Fire blight infects
the terminal leaves on this apple tree. Click the image for more
information about it. |
Bacterium Tapped to Battle Fire Blight Disease in
Tree Fruit
By Jan
Suszkiw March 25, 2005
Agricultural Research Service (ARS) scientists in Wenatchee, Wash., are
fighting fire with fire--sort of.
Their fight is against Erwinia amylovora, the bacterium
responsible for fire blight, a costly disease of apples, pears and other tree
fruit. Controls include pruning, cultural practices and spraying infected trees
with antibiotics. Resistance to one antibiotic, streptomycin, has emerged in
fire blight strains of the Pacific Northwest.
Now, as a bio-alternative, ARS plant pathologist
Larry
Pusey and colleagues are calling on Pantoea agglomerans strain E325.
The blossom-dwelling bacterium naturally competes with fire blight for space
and nutrients that both need to survive. Unlike its rival, E325 doesn't cause
disease, according to Pusey, who's in the ARS
Tree
Fruit Research Laboratory at Wenatchee. There, he showed that spraying E325
onto blossoms enables the bacterium to crowd out its fire blight rival so the
disease is less able to cause harm.
E325 is a "top pick" from more than a thousand bacteria and yeasts
that Pusey examined for biocontrol potential using a screening method that
involves growing the microbes on detached crab apple blossoms. In 1999, soon
after ARS patented E325, Northwest Agricultural Products, Inc. (NAP), of Pasco, Wash., entered into a
cooperative research and development agreement with ARS to work with Pusey's
lab in commercially developing the fire blight-fighting strain.
Under the agreement, Pusey helped NAP evaluate a fermentation medium
to mass-produce E325 and formulate it for use. His lab also furnished NAP with
secondary strains of E325 that can survive being used with antibiotics. Orchard
trials Pusey led from 2002 to 2004 identified effective application rates.

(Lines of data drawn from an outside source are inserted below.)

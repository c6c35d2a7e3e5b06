//! Pre-migration RabbitMQ-backed job queue, kept verbatim for the
//! out-of-scope `core-kernel`/`capability-provider` CRUD surface that still
//! references this shape (see DESIGN.md's scope boundary note). The
//! submission execution pipeline specified by SPEC_FULL.md uses
//! [`crate::job_queue`] instead; nothing in that pipeline depends on this
//! module.

use anyhow::Result;
use async_trait::async_trait;
use chrono::{DateTime, Utc};
use lapin::{
    options::*, publisher_confirm::Confirmation, types::FieldTable, BasicProperties,
    Connection, ConnectionProperties,
};
use serde::{Deserialize, Serialize};
use std::sync::Arc;
use uuid::Uuid;

#[derive(Debug, Clone, Serialize, Deserialize)]
pub struct EvaluationJob {
    pub id: Uuid,
    pub submission_id: Uuid,
    pub problem_id: Uuid,
    pub language_id: Uuid,
    pub source_code: String,
    pub priority: i32,
    pub timeout_ms: i32,
    pub memory_limit_kb: i32,
    pub test_case_count: i32,
    pub created_at: DateTime<Utc>,
    pub retry_count: i32,
    pub max_retries: i32,
    pub metadata: serde_json::Value,
}

#[derive(Debug, Clone, Serialize, Deserialize)]
pub struct EvaluationResult {
    pub job_id: Uuid,
    pub submission_id: Uuid,
    pub verdict: String,
    pub execution_time_ms: Option<i32>,
    pub execution_memory_kb: Option<i32>,
    pub score: Option<i32>,
    pub test_results: Vec<TestResult>,
    pub compile_output: Option<String>,
    pub completed_at: DateTime<Utc>,
    pub worker_node_id: String,
}

#[derive(Debug, Clone, Serialize, Deserialize)]
pub struct TestResult {
    pub test_case_id: Option<Uuid>,
    pub test_number: i32,
    pub verdict: String,
    pub execution_time_ms: Option<i32>,
    pub execution_memory_kb: Option<i32>,
    pub stdout: Option<String>,
    pub stderr: Option<String>,
    pub exit_code: Option<i32>,
}

#[derive(Debug, Clone, Serialize, Deserialize)]
pub struct WorkerHeartbeat {
    pub worker_id: String,
    pub node_id: String,
    pub status: String,
    pub current_load: i32,
    pub max_capacity: i32,
    pub capabilities: Vec<String>,
    pub last_heartbeat: DateTime<Utc>,
    pub system_info: serde_json::Value,
}

#[async_trait]
pub trait JobQueue {
    async fn submit_job(&self, job: EvaluationJob) -> Result<()>;
    async fn claim_job(&self, worker_id: &str, capabilities: &[String]) -> Result<Option<EvaluationJob>>;
    async fn complete_job(&self, result: EvaluationResult) -> Result<()>;
    async fn fail_job(&self, job_id: Uuid, error: &str, retry: bool) -> Result<()>;
    async fn worker_heartbeat(&self, heartbeat: WorkerHeartbeat) -> Result<()>;
    async fn get_queue_stats(&self) -> Result<QueueStats>;
}

#[derive(Debug, Clone, Serialize, Deserialize)]
pub struct QueueStats {
    pub pending_jobs: i64,
    pub running_jobs: i64,
    pub completed_jobs: i64,
    pub failed_jobs: i64,
    pub active_workers: i64,
    pub average_wait_time_ms: Option<i64>,
    pub average_execution_time_ms: Option<i64>,
}

pub struct RabbitMQJobQueue {
    connection: Arc<Connection>,
    job_queue_name: String,
    result_queue_name: String,
    heartbeat_queue_name: String,
}

impl RabbitMQJobQueue {
    pub async fn new(rabbitmq_url: &str) -> Result<Self> {
        let connection = Arc::new(Connection::connect(rabbitmq_url, ConnectionProperties::default()).await?);

        let job_queue_name = "judicia_evaluation_jobs".to_string();
        let result_queue_name = "judicia_evaluation_results".to_string();
        let heartbeat_queue_name = "judicia_worker_heartbeats".to_string();

        Self::setup_infrastructure(&connection, &job_queue_name, &result_queue_name, &heartbeat_queue_name).await?;

        Ok(Self { connection, job_queue_name, result_queue_name, heartbeat_queue_name })
    }

    async fn setup_infrastructure(
        connection: &Connection,
        job_queue: &str,
        result_queue: &str,
        heartbeat_queue: &str,
    ) -> Result<()> {
        let channel = connection.create_channel().await?;

        channel
            .exchange_declare(
                "judicia_jobs",
                lapin::ExchangeKind::Direct,
                ExchangeDeclareOptions::default(),
                FieldTable::default(),
            )
            .await?;

        let mut job_queue_args = FieldTable::default();
        job_queue_args.insert("x-max-priority".into(), 10.into());

        channel
            .queue_declare(job_queue, QueueDeclareOptions { durable: true, ..Default::default() }, job_queue_args)
            .await?;

        channel
            .queue_bind(job_queue, "judicia_jobs", "evaluation", QueueBindOptions::default(), FieldTable::default())
            .await?;

        channel
            .queue_declare(result_queue, QueueDeclareOptions { durable: true, ..Default::default() }, FieldTable::default())
            .await?;

        let mut heartbeat_args = FieldTable::default();
        heartbeat_args.insert("x-message-ttl".into(), 300000.into());

        channel
            .queue_declare(heartbeat_queue, QueueDeclareOptions { durable: false, ..Default::default() }, heartbeat_args)
            .await?;

        tracing::info!("RabbitMQ job queue infrastructure set up");
        Ok(())
    }
}

#[async_trait]
impl JobQueue for RabbitMQJobQueue {
    async fn submit_job(&self, job: EvaluationJob) -> Result<()> {
        let channel = self.connection.create_channel().await?;
        let payload = serde_json::to_vec(&job)?;

        let properties = BasicProperties::default()
            .with_priority(job.priority as u8)
            .with_message_id(job.id.to_string().into())
            .with_timestamp(job.created_at.timestamp() as u64)
            .with_content_type("application/json".into());

        let confirm = channel
            .basic_publish("judicia_jobs", "evaluation", BasicPublishOptions::default(), &payload, properties)
            .await?
            .await?;

        match confirm {
            Confirmation::Ack(_) => {
                tracing::info!("evaluation job submitted: {} (submission: {})", job.id, job.submission_id);
                Ok(())
            }
            Confirmation::Nack(_) => Err(anyhow::anyhow!("failed to submit evaluation job")),
            Confirmation::NotRequested => Ok(()),
        }
    }

    async fn claim_job(&self, worker_id: &str, _capabilities: &[String]) -> Result<Option<EvaluationJob>> {
        let channel = self.connection.create_channel().await?;
        channel.basic_qos(1, BasicQosOptions::default()).await?;

        let delivery = channel.basic_get(&self.job_queue_name, BasicGetOptions { no_ack: false }).await?;

        if let Some(delivery) = delivery {
            let job: EvaluationJob = serde_json::from_slice(&delivery.data)?;
            tracing::info!("job claimed by worker {}: {} (submission: {})", worker_id, job.id, job.submission_id);
            delivery.ack(BasicAckOptions::default()).await?;
            Ok(Some(job))
        } else {
            Ok(None)
        }
    }

    async fn complete_job(&self, result: EvaluationResult) -> Result<()> {
        let channel = self.connection.create_channel().await?;
        let payload = serde_json::to_vec(&result)?;

        let properties = BasicProperties::default()
            .with_message_id(result.job_id.to_string().into())
            .with_timestamp(result.completed_at.timestamp() as u64)
            .with_content_type("application/json".into());

        channel
            .basic_publish("", &self.result_queue_name, BasicPublishOptions::default(), &payload, properties)
            .await?;

        tracing::info!("evaluation result submitted: {} -> {}", result.submission_id, result.verdict);
        Ok(())
    }

    async fn fail_job(&self, job_id: Uuid, error: &str, retry: bool) -> Result<()> {
        tracing::error!("job failed: {} - {}", job_id, error);
        if retry {
            tracing::info!("job will be retried: {}", job_id);
        }
        Ok(())
    }

    async fn worker_heartbeat(&self, heartbeat: WorkerHeartbeat) -> Result<()> {
        let channel = self.connection.create_channel().await?;
        let payload = serde_json::to_vec(&heartbeat)?;

        let properties = BasicProperties::default()
            .with_message_id(heartbeat.worker_id.clone().into())
            .with_timestamp(heartbeat.last_heartbeat.timestamp() as u64)
            .with_content_type("application/json".into());

        channel
            .basic_publish("", &self.heartbeat_queue_name, BasicPublishOptions::default(), &payload, properties)
            .await?;

        tracing::debug!("worker heartbeat: {} (load: {}/{})", heartbeat.worker_id, heartbeat.current_load, heartbeat.max_capacity);
        Ok(())
    }

    async fn get_queue_stats(&self) -> Result<QueueStats> {
        let channel = self.connection.create_channel().await?;

        let job_queue_info = channel
            .queue_declare(&self.job_queue_name, QueueDeclareOptions { passive: true, ..Default::default() }, FieldTable::default())
            .await?;

        Ok(QueueStats {
            pending_jobs: job_queue_info.message_count() as i64,
            running_jobs: 0,
            completed_jobs: 0,
            failed_jobs: 0,
            active_workers: 0,
            average_wait_time_ms: None,
            average_execution_time_ms: None,
        })
    }
}

/// In-process fake used by `core-kernel`'s test mode.
pub struct MockJobQueue;

impl MockJobQueue {
    pub fn new() -> Self {
        Self
    }
}

impl Default for MockJobQueue {
    fn default() -> Self {
        Self::new()
    }
}

#[async_trait]
impl JobQueue for MockJobQueue {
    async fn submit_job(&self, job: EvaluationJob) -> Result<()> {
        tracing::info!("mock: submitted job {} (submission: {})", job.id, job.submission_id);
        Ok(())
    }

    async fn claim_job(&self, worker_id: &str, _capabilities: &[String]) -> Result<Option<EvaluationJob>> {
        tracing::debug!("mock: worker {} requested job - none available", worker_id);
        Ok(None)
    }

    async fn complete_job(&self, result: EvaluationResult) -> Result<()> {
        tracing::info!("mock: completed job {} -> {}", result.submission_id, result.verdict);
        Ok(())
    }

    async fn fail_job(&self, job_id: Uuid, error: &str, retry: bool) -> Result<()> {
        tracing::warn!("mock: failed job {} - {} (retry: {})", job_id, error, retry);
        Ok(())
    }

    async fn worker_heartbeat(&self, heartbeat: WorkerHeartbeat) -> Result<()> {
        tracing::debug!("mock: heartbeat from worker {}", heartbeat.worker_id);
        Ok(())
    }

    async fn get_queue_stats(&self) -> Result<QueueStats> {
        Ok(QueueStats {
            pending_jobs: 0,
            running_jobs: 0,
            completed_jobs: 0,
            failed_jobs: 0,
            active_workers: 0,
            average_wait_time_ms: None,
            average_execution_time_ms: None,
        })
    }
}
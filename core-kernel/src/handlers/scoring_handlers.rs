use axum::{
    extract::{Path, Query, State},
    http::StatusCode,
    response::Json,
    Extension,
};
use serde::{Deserialize, Serialize};
use serde_json::{json, Value};
use uuid::Uuid;
use chrono::{DateTime, Utc};
use std::collections::HashMap;
use sqlx::Row;

use crate::KernelState;
use shared::legacy::User;

// Helper function to check if user is admin
fn is_admin_user(user: &User) -> bool {
    user.roles.contains(&"admin".to_string())
}

#[derive(Debug, Serialize, Deserialize, Clone)]
pub enum ScoringMethod {
    #[serde(rename = "last_submission")]
    LastSubmission,    // 最后一次提交得分
    #[serde(rename = "max_score")]
    MaxScore,         // 取历史提交最高分
    #[serde(rename = "subtask_sum")]
    SubtaskSum,       // 各子任务最高分的和
}

impl Default for ScoringMethod {
    fn default() -> Self {
        ScoringMethod::LastSubmission
    }
}

#[derive(Debug, Serialize, Deserialize)]
pub struct UpdateScoringMethodRequest {
    pub scoring_method: ScoringMethod,
}

#[derive(Debug, Serialize, Deserialize)]
pub struct SubtaskScore {
    pub subtask_id: Uuid,
    pub subtask_number: i32,
    pub score: f64,
    pub max_score: f64,
    pub submission_id: Uuid,
    pub submission_time: DateTime<Utc>,
}

#[derive(Debug, Serialize, Deserialize)]
pub struct UserProblemScore {
    pub user_id: Uuid,
    pub problem_id: Uuid,
    pub final_score: f64,
    pub max_possible_score: f64,
    pub scoring_method: ScoringMethod,
    pub subtask_scores: Vec<SubtaskScore>,
    pub submission_count: i32,
    pub last_submission_id: Option<Uuid>,
    pub last_submission_time: Option<DateTime<Utc>>,
    pub best_submission_id: Option<Uuid>,
    pub best_submission_time: Option<DateTime<Utc>>,
}

#[derive(Debug, Deserialize)]
pub struct ScoreQuery {
    pub user_id: Option<Uuid>,
    pub problem_id: Option<Uuid>,
    pub recalculate: Option<bool>,
}

/// Update scoring method for a contest
pub async fn update_contest_scoring_method(
    State(state): State<KernelState>,
    Extension(admin_user): Extension<User>,
    Path(contest_id): Path<Uuid>,
    Json(request): Json<UpdateScoringMethodRequest>,
) -> Result<Json<Value>, StatusCode> {
    // Verify admin permissions
    if !is_admin_user(&admin_user) && !is_contest_admin(&state, &admin_user.id, &contest_id).await? {
        return Err(StatusCode::FORBIDDEN);
    }

    let scoring_method_str = match request.scoring_method {
        ScoringMethod::LastSubmission => "last_submission",
        ScoringMethod::MaxScore => "max_score",
        ScoringMethod::SubtaskSum => "subtask_sum",
    };

    let query = r"
        UPDATE contests 
        SET scoring_method = $1, updated_at = NOW()
        WHERE id = $2
        RETURNING id, title, scoring_method
    ";

    let row = sqlx::query(query)
        .bind(scoring_method_str)
        .bind(contest_id)
        .fetch_one(&state.db)
        .await
        .map_err(|_| StatusCode::INTERNAL_SERVER_ERROR)?;

    // Trigger score recalculation for all users in the contest
    recalculate_contest_scores(&state, contest_id, request.scoring_method.clone()).await?;

    Ok(Json(json!({
        "success": true,
        "contest_id": contest_id,
        "scoring_method": request.scoring_method,
        "contest": {
            "id": row.get::<Uuid, _>("id"),
            "title": row.get::<String, _>("title"),
            "scoring_method": row.get::<String, _>("scoring_method")
        }
    })))
}
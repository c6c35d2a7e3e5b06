//! Error types and handling for Judicia plugins

use serde::{Deserialize, Serialize};
use thiserror::Error;
use wasm_bindgen::prelude::*;

/// Main error type for plugin operations
#[derive(Error, Debug, Clone, Serialize, Deserialize)]
pub enum PluginError {
    /// Plugin initialization failed
    #[error("Plugin initialization failed: {0}")]
    InitializationError(String),
    
    /// Plugin configuration is invalid
    #[error("Invalid plugin configuration: {0}")]
    ConfigurationError(String),
    
    /// Required capability not granted
    #[error("Missing required capability: {0}")]
    MissingCapability(String),
    
    /// Platform API call failed
    #[error("Platform API error: {0}")]
    PlatformApiError(String),
    
    /// Database operation failed
    #[error("Database error: {0}")]
    DatabaseError(String),
    
    /// Network/HTTP operation failed
    #[error("Network error: {0}")]
    NetworkError(String),
    
    /// Serialization/deserialization error
    #[error("Serialization error: {0}")]
    SerializationError(String),
    
    /// File system operation failed
    #[error("File system error: {0}")]
    FileSystemError(String),
    
    /// Plugin method not implemented
    #[error("Method not implemented: {0}")]
    NotImplemented(String),
    
    /// Invalid input provided
    #[error("Invalid input: {0}")]
    InvalidInput(String),
    
    /// Resource limit exceeded
    #[error("Resource limit exceeded: {0}")]
    ResourceLimitExceeded(String),
    
    /// Plugin timeout
    #[error("Operation timed out: {0}")]
    Timeout(String),
    
    /// Generic plugin error
    #[error("Plugin error: {0}")]
    Generic(String),
    
    /// JavaScript/WebAssembly interface error
    #[error("JavaScript error: {0}")]
    JavaScriptError(String),
    
    /// Plugin security violation
    #[error("Security violation: {0}")]
    SecurityViolation(String),
    
    /// Plugin version compatibility error
    #[error("Version compatibility error: {0}")]
    VersionError(String),
    
    /// Plugin dependency error
    #[error("Dependency error: {0}")]
    DependencyError(String),
}

impl From<JsValue> for PluginError {
    fn from(js_value: JsValue) -> Self {
        if let Some(string_value) = js_value.as_string() {
            PluginError::JavaScriptError(string_value)
        } else {
            PluginError::JavaScriptError("Unknown JavaScript error".to_string())
        }
    }
}

impl Into<JsValue> for PluginError {
    fn into(self) -> JsValue {
        JsValue::from_str(&self.to_string())
    }
}

impl From<serde_json::Error> for PluginError {
    fn from(error: serde_json::Error) -> Self {
        PluginError::SerializationError(error.to_string())
    }
}

impl From<anyhow::Error> for PluginError {
    fn from(error: anyhow::Error) -> Self {
        PluginError::Generic(error.to_string())
    }
}


/// Error handling utilities for plugins
pub struct ErrorHandler;

impl ErrorHandler {
    /// Log an error with proper context
    pub fn log_error(error: &PluginError, context: Option<&str>, plugin_name: Option<&str>) {
        let context_str = context.unwrap_or("unknown");
        let plugin_str = plugin_name.unwrap_or("unknown plugin");
        
        let error_data = serde_json::json!({
            "plugin": plugin_str,
            "context": context_str,
            "error_type": format!("{:?}", error),
            "error_message": error.to_string(),
            "timestamp": chrono::Utc::now().to_rfc3339(),
        });
        
        // Log to platform logging system
        use crate::types::log_message;
        log_message("error", &error.to_string(), &serde_wasm_bindgen::to_value(&error_data).unwrap_or(JsValue::NULL));
    }
    
    /// Create a user-friendly error message
    pub fn user_message(error: &PluginError) -> String {
        match error {
            PluginError::MissingCapability(cap) => {
                format!("This plugin requires the '{}' permission to function properly.", cap)
            }
            PluginError::ConfigurationError(_) => {
                "Plugin configuration is invalid. Please check your settings.".to_string()
            }
            PluginError::NetworkError(_) => {
                "Network connection error. Please check your internet connection.".to_string()
            }
            PluginError::DatabaseError(_) => {
                "Database operation failed. Please try again later.".to_string()
            }
            PluginError::Timeout(_) => {
                "Operation timed out. Please try again.".to_string()
            }
            PluginError::SecurityViolation(_) => {
                "Access denied. You don't have permission to perform this action.".to_string()
            }
            _ => "An unexpected error occurred. Please contact support.".to_string(),
        }
    }
    
    /// Convert error to HTTP status code
    pub fn to_http_status(error: &PluginError) -> u16 {
        match error {
            PluginError::MissingCapability(_) | PluginError::SecurityViolation(_) => 403,
            PluginError::InvalidInput(_) | PluginError::ConfigurationError(_) => 400,
            PluginError::NotImplemented(_) => 501,
            PluginError::Timeout(_) => 408,
            PluginError::NetworkError(_) => 503,
            PluginError::DatabaseError(_) => 503,
            _ => 500,
        }
    }
}

/// Create a plugin error with context
pub fn plugin_error(error_type: &str, msg: &str) -> PluginError {
    match error_type {
        "InitializationError" => PluginError::InitializationError(msg.to_string()),
        "ConfigurationError" => PluginError::ConfigurationError(msg.to_string()),
        "MissingCapability" => PluginError::MissingCapability(msg.to_string()),
        "DatabaseError" => PluginError::DatabaseError(msg.to_string()),
        "NetworkError" => PluginError::NetworkError(msg.to_string()),
        "InvalidInput" => PluginError::InvalidInput(msg.to_string()),
        "SecurityViolation" => PluginError::SecurityViolation(msg.to_string()),
        _ => PluginError::Generic(msg.to_string()),
    }
}

// Re-import logging function from platform
#[wasm_bindgen]
extern "C" {
    #[wasm_bindgen(js_namespace = ["judicia", "platform"])]
    fn log_message(level: &str, message: &str, metadata: &JsValue);
}

/// Logging utilities for plugins
pub struct Logger;

impl Logger {
    pub fn debug(message: &str, metadata: Option<serde_json::Value>) {
        Self::log("debug", message, metadata);
    }
    
    pub fn info(message: &str, metadata: Option<serde_json::Value>) {
        Self::log("info", message, metadata);
    }
    
    pub fn warn(message: &str, metadata: Option<serde_json::Value>) {
        Self::log("warn", message, metadata);
    }
    
    pub fn error(message: &str, metadata: Option<serde_json::Value>) {
        Self::log("error", message, metadata);
    }
    
    fn log(level: &str, message: &str, metadata: Option<serde_json::Value>) {
        let metadata_js = metadata
            .and_then(|m| serde_wasm_bindgen::to_value(&m).ok())
            .unwrap_or(JsValue::NULL);
            
        use crate::types::log_message;
        log_message(level, message, &metadata_js);
    }
}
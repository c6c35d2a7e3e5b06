use crate::{JPPParser, JPPIntegration};

#[cfg(test)]
mod tests {
    use super::*;
    
    const EXAMPLE_STANDARD_PROBLEM: &str = r#"
id: "A001"
title: "Simple Addition"
time_limit_ms: 1000
memory_limit_kb: 262144

judging:
  type: "judicia/standard@1.0"

statement:
  format: markdown
  source: "statement.md"
  language: "en"

test_cases:
  input_pattern: "tests/*.in"
  output_pattern: "tests/*.out"

metadata:
  difficulty: "easy"
  tags: ["math", "implementation"]
"#;

    const EXAMPLE_INTERACTIVE_PROBLEM: &str = r#"
id: "B001"
title: "Guess the Number"
time_limit_ms: 2000
memory_limit_kb: 262144

judging:
  type: "judicia/interactive@1.0"
  interactor:
    source: "judge/interactor.cpp"
    language: "cpp.g++17"

metadata:
  difficulty: "medium"
  tags: ["interactive", "binary-search"]
"#;
    
    #[test]
    fn test_parse_standard_problem() {
        let problem = JPPParser::parse_from_string(EXAMPLE_STANDARD_PROBLEM).unwrap();
        assert_eq!(problem.id, "A001");
        assert_eq!(problem.title, "Simple Addition");
        assert_eq!(problem.time_limit_ms, 1000);
        assert_eq!(problem.judging.plugin_type, "judicia/standard@1.0");
    }
    
    #[test]
    fn test_parse_interactive_problem() {
        let problem = JPPParser::parse_from_string(EXAMPLE_INTERACTIVE_PROBLEM).unwrap();
        assert_eq!(problem.id, "B001");
        assert_eq!(problem.judging.plugin_type, "judicia/interactive@1.0");
        assert!(problem.judging.config.contains_key("interactor"));
    }
    
    #[test]
    fn test_plugin_type_parsing() {
        let (name, version) = JPPParser::parse_plugin_type("judicia/standard@1.0").unwrap();
        assert_eq!(name, "judicia/standard");
        assert_eq!(version, "1.0");
        
        let (name, version) = JPPParser::parse_plugin_type("judicia/interactive").unwrap();
        assert_eq!(name, "judicia/interactive");
        assert_eq!(version, "latest");
    }
    
    #[test] 
    fn test_plugin_dependencies() {
        let problem = JPPParser::parse_from_string(EXAMPLE_STANDARD_PROBLEM).unwrap();
        let deps = JPPIntegration::get_plugin_dependencies(&problem).unwrap();
        assert!(deps.contains(&"judicia/standard@1.0".to_string()));
    }
    
    #[test]
    fn test_plugin_compatibility() {
        let problem = JPPParser::parse_from_string(EXAMPLE_STANDARD_PROBLEM).unwrap();
        let available_plugins = vec![
            "judicia/standard@1.0".to_string(),
            "judicia/interactive@1.0".to_string(),
        ];
        
        assert!(JPPIntegration::check_plugin_compatibility(&problem, &available_plugins).unwrap());
        
        let available_plugins = vec!["judicia/interactive@1.0".to_string()];
        assert!(!JPPIntegration::check_plugin_compatibility(&problem, &available_plugins).unwrap());
    }
    
    #[test]
    fn test_evaluation_params_conversion() {
        let problem = JPPParser::parse_from_string(EXAMPLE_STANDARD_PROBLEM).unwrap();
        let params = JPPIntegration::to_evaluation_params(&problem, "print('hello')", "python3").unwrap();
        
        assert_eq!(params["problem_id"], "A001");
        assert_eq!(params["plugin_type"], "judicia/standard");
        assert_eq!(params["plugin_version"], "1.0");
        assert_eq!(params["language_id"], "python3");
        assert_eq!(params["source_code"], "print('hello')");
    }
}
use axum::{
    extract::{Path, Query, State},
    http::StatusCode,
    response::Json,
    Extension,
};
use serde::{Deserialize, Serialize};
use serde_json::{json, Value};
use uuid::Uuid;
use chrono::{DateTime, Utc};
use std::collections::HashMap;
use sqlx::Row;

use crate::KernelState;
use shared::legacy::User;

// Helper function to check if user is admin
fn is_admin_user(user: &User) -> bool {
    user.roles.contains(&"admin".to_string())
}

#[derive(Debug, Serialize, Deserialize, Clone)]
pub enum RejudgeType {
    #[serde(rename = "full")]
    Full,        // 完整重新评测 (重新编译+执行)
    #[serde(rename = "score_only")]
    ScoreOnly,   // 仅重新计分 (不重新执行)
    #[serde(rename = "compile_only")]
    CompileOnly, // 仅重新编译
}

#[derive(Debug, Serialize, Deserialize, Clone)]
pub enum RejudgeStatus {
    #[serde(rename = "pending")]
    Pending,
    #[serde(rename = "in_progress")]
    InProgress,
    #[serde(rename = "completed")]
    Completed,
    #[serde(rename = "failed")]
    Failed,
}

#[derive(Debug, Serialize, Deserialize)]
pub struct RejudgeRequest {
    pub contest_id: Option<Uuid>,
    pub problem_id: Option<Uuid>,
    pub submission_ids: Vec<Uuid>,
    pub rejudge_type: RejudgeType,
    pub reason: String,
}

#[derive(Debug, Serialize, Deserialize)]
pub struct RejudgeJob {
    pub id: Uuid,
    pub contest_id: Option<Uuid>,
    pub problem_id: Option<Uuid>,
    pub submission_ids: Vec<Uuid>,
    pub rejudge_type: RejudgeType,
    pub reason: String,
    pub status: RejudgeStatus,
    pub requested_by: Uuid,
    pub started_at: Option<DateTime<Utc>>,
    pub completed_at: Option<DateTime<Utc>>,
    pub created_at: DateTime<Utc>,
    pub progress: RejudgeProgress,
}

Results showed that E325 was 10 to 100 times better at suppressing the fire
blight bacterium than other earlier-reported biocontrol agents, including
Pseudomonas fluorescens strain A506.
NAP has exclusively licensed ARS' patent (US No.
5,919,446)
on E325 and plans to register the strain with the U.S. Environmental Protection Agency for use on
apples and pears under the product name "Bloomtime Biological FD."
ARS is the U.S. Department of
Agriculture's chief scientific research agency.